Tout comme la société espagnole, la culture acadienne se modernise; elle se développe et se transforme au contact de l’économie de marché, de l’innovation et, phénomène beaucoup plus récent qu’en Espagne, d’une main-d’œuvre issue de l’immigration. Le progrès et le changement s’accompagnent toujours d’une révolution des mentalités, ainsi que d’effets plus ou moins prévisibles, mais non désirés. Il faut donc s’en accommoder au mieux, «vivre avec» comme on dit souvent. C’est dans ces moments de prise de conscience profonde qu’on découvre que tout est loin d’être rose et parfait derrière les belles parures et les façades. Il est difficile de mesurer exactement les effets de l’évolution des styles de vie, du tourisme, des loisirs de masse et des modes de consommation sur l’environnement et sur la nature. La pratique de l’ethnologie, activité à la portée de tous, réserve pourtant des surprises fort désagréables… 

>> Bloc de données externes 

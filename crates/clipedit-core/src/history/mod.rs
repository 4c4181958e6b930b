//! Command history with undo/redo.
//!
//! # State
//!
//! The history is a single linear timeline of executed edit commands plus a
//! cursor pointing at the most recently applied one:
//!
//! ```text
//!   commands:  [ Paste, Copy, Delete, Cut ]
//!   cursor:                  ^ (2)         Cut is available for redo
//! ```
//!
//! - `cursor == None` (`-1` on disk): nothing applied, undo disabled
//! - `cursor == len - 1`: at head, redo disabled
//! - `cursor < len - 1`: redo available
//!
//! A new edit made while redo commands exist discards them first
//! (branch pruning), so the timeline never forks.

mod clipboard;
mod command;

pub use clipboard::{ClipSelection, Clipboard};
pub use command::{paste, remove, select, Command, CommandKind, EditContext, Span};

use thiserror::Error;

#[derive(Error, Debug, Clone, PartialEq, Eq)]
pub enum HistoryError {
    #[error("Nothing to undo")]
    NothingToUndo,

    #[error("Nothing to redo")]
    NothingToRedo,

    #[error("Document is empty")]
    EmptyDocument,
}

/// Executed edit commands of one session, in order.
#[derive(Debug, Clone, Default, PartialEq, Eq)]
pub struct CommandHistory {
    commands: Vec<Command>,
    current: Option<usize>,
}

impl CommandHistory {
    pub fn new() -> Self {
        Self::default()
    }

    /// Rebuild a history read back from storage.
    ///
    /// Returns `None` if `current` is not a valid position or if `commands`
    /// contains an Undo/Redo.
    pub fn restore(commands: Vec<Command>, current: Option<usize>) -> Option<Self> {
        if commands.iter().any(|c| !c.kind().is_edit()) {
            return None;
        }
        if matches!(current, Some(index) if index >= commands.len()) {
            return None;
        }
        Some(Self { commands, current })
    }

    pub fn len(&self) -> usize {
        self.commands.len()
    }

    pub fn is_empty(&self) -> bool {
        self.commands.is_empty()
    }

    /// Position of the most recently executed command.
    pub fn current_index(&self) -> Option<usize> {
        self.current
    }

    /// The cursor as stored on disk: `-1` when nothing is applied.
    pub fn cursor(&self) -> isize {
        self.current.map_or(-1, |index| index as isize)
    }

    pub fn can_undo(&self) -> bool {
        self.current.is_some()
    }

    pub fn can_redo(&self) -> bool {
        self.next_index() < self.commands.len()
    }

    pub fn get(&self, index: usize) -> Option<&Command> {
        self.commands.get(index)
    }

    pub fn commands(&self) -> &[Command] {
        &self.commands
    }

    pub fn kinds(&self) -> Vec<CommandKind> {
        self.commands.iter().map(Command::kind).collect()
    }

    /// Run a command.
    ///
    /// Edit commands prune any redo branch, execute, and become the new head.
    /// An Undo or Redo is routed to [`undo`](Self::undo) or
    /// [`redo`](Self::redo); its own target is ignored in favour of the cursor.
    pub fn invoke(&mut self, command: Command, ctx: &mut EditContext<'_>) -> Result<(), HistoryError> {
        match command {
            Command::Undo { .. } => self.undo(ctx),
            Command::Redo { .. } => self.redo(ctx),
            edit => {
                self.prune();
                edit.execute(&self.commands, ctx);
                log::debug!("executed {} at {}", edit.kind(), self.commands.len());
                self.commands.push(edit);
                self.current = Some(self.commands.len() - 1);
                Ok(())
            }
        }
    }

    /// Reverse the command at the cursor and step back.
    pub fn undo(&mut self, ctx: &mut EditContext<'_>) -> Result<(), HistoryError> {
        let target = self.current.ok_or(HistoryError::NothingToUndo)?;
        Command::Undo { target }.execute(&self.commands, ctx);
        self.current = target.checked_sub(1);
        log::debug!("undo {} -> cursor {}", target, self.cursor());
        Ok(())
    }

    /// Re-apply the command after the cursor and step forward.
    pub fn redo(&mut self, ctx: &mut EditContext<'_>) -> Result<(), HistoryError> {
        let target = self.next_index();
        if target >= self.commands.len() {
            return Err(HistoryError::NothingToRedo);
        }
        Command::Redo { target }.execute(&self.commands, ctx);
        self.current = Some(target);
        log::debug!("redo -> cursor {}", target);
        Ok(())
    }

    /// Remove the command at `index`, keeping the cursor on the same
    /// applied command (or the one before it, if it was removed).
    pub fn remove(&mut self, index: usize) -> Option<Command> {
        if index >= self.commands.len() {
            return None;
        }
        let removed = self.commands.remove(index);
        if let Some(current) = self.current {
            if index <= current {
                self.current = current.checked_sub(1);
            }
        }
        Some(removed)
    }

    /// Discard every command after the cursor.
    fn prune(&mut self) {
        let keep = self.next_index();
        if keep < self.commands.len() {
            log::debug!("pruning {} redo command(s)", self.commands.len() - keep);
            self.commands.truncate(keep);
        }
    }

    fn next_index(&self) -> usize {
        self.current.map_or(0, |index| index + 1)
    }
}
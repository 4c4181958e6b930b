//! Live document files under `Sessions/`.

use std::fs;
use std::io;

use crate::paths::Layout;
use crate::session::Session;

use super::{read_optional, write_atomic, PersistenceError};

/// Read the live text of `file_name`. A missing file is an empty document.
pub fn read_document(layout: &Layout, file_name: &str) -> Result<String, PersistenceError> {
    Ok(read_optional(&layout.document_file(file_name))?.unwrap_or_default())
}

/// Overwrite the live text of `session`.
pub fn write_document(layout: &Layout, session: &Session) -> Result<(), PersistenceError> {
    let path = layout.document_file(session.name());
    write_atomic(&path, session.text())?;
    log::debug!("wrote {} char(s) to {}", session.text().chars().count(), path.display());
    Ok(())
}

/// Remove the live text of `file_name`. Succeeds if it didn't exist.
pub fn delete_document(layout: &Layout, file_name: &str) -> Result<(), PersistenceError> {
    match fs::remove_file(layout.document_file(file_name)) {
        Ok(()) => Ok(()),
        Err(e) if e.kind() == io::ErrorKind::NotFound => Ok(()),
        Err(e) => Err(e.into()),
    }
}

Non loin d’ici, à quelques encablures, se trouve une merveille, Cala Granadella, une petite crique nichée dans la partie sud de Jávea, près de la limite avec Benitatxell. Réputée pour son environnement naturel préservé, elle est entourée de collines et de forêts de pins. On peut y accéder en parcourant à pied le sentier de la réserve naturelle. Au terme d’une heure de marche environ, que découvre-t-on en arrivant sur le site? Un lieu absolument sublime, mais bondé de touristes et surtout le triste constat que les vingt-cinq derniers mètres du sentier donnant accès à la plage sont jonchés de détritus de toutes sortes; un dépotoir à ciel ouvert, non loin duquel se trouvent allongés des plaisanciers, faute sans doute de pouvoir trouver un meilleur emplacement afin de profiter du lieu pour la journée.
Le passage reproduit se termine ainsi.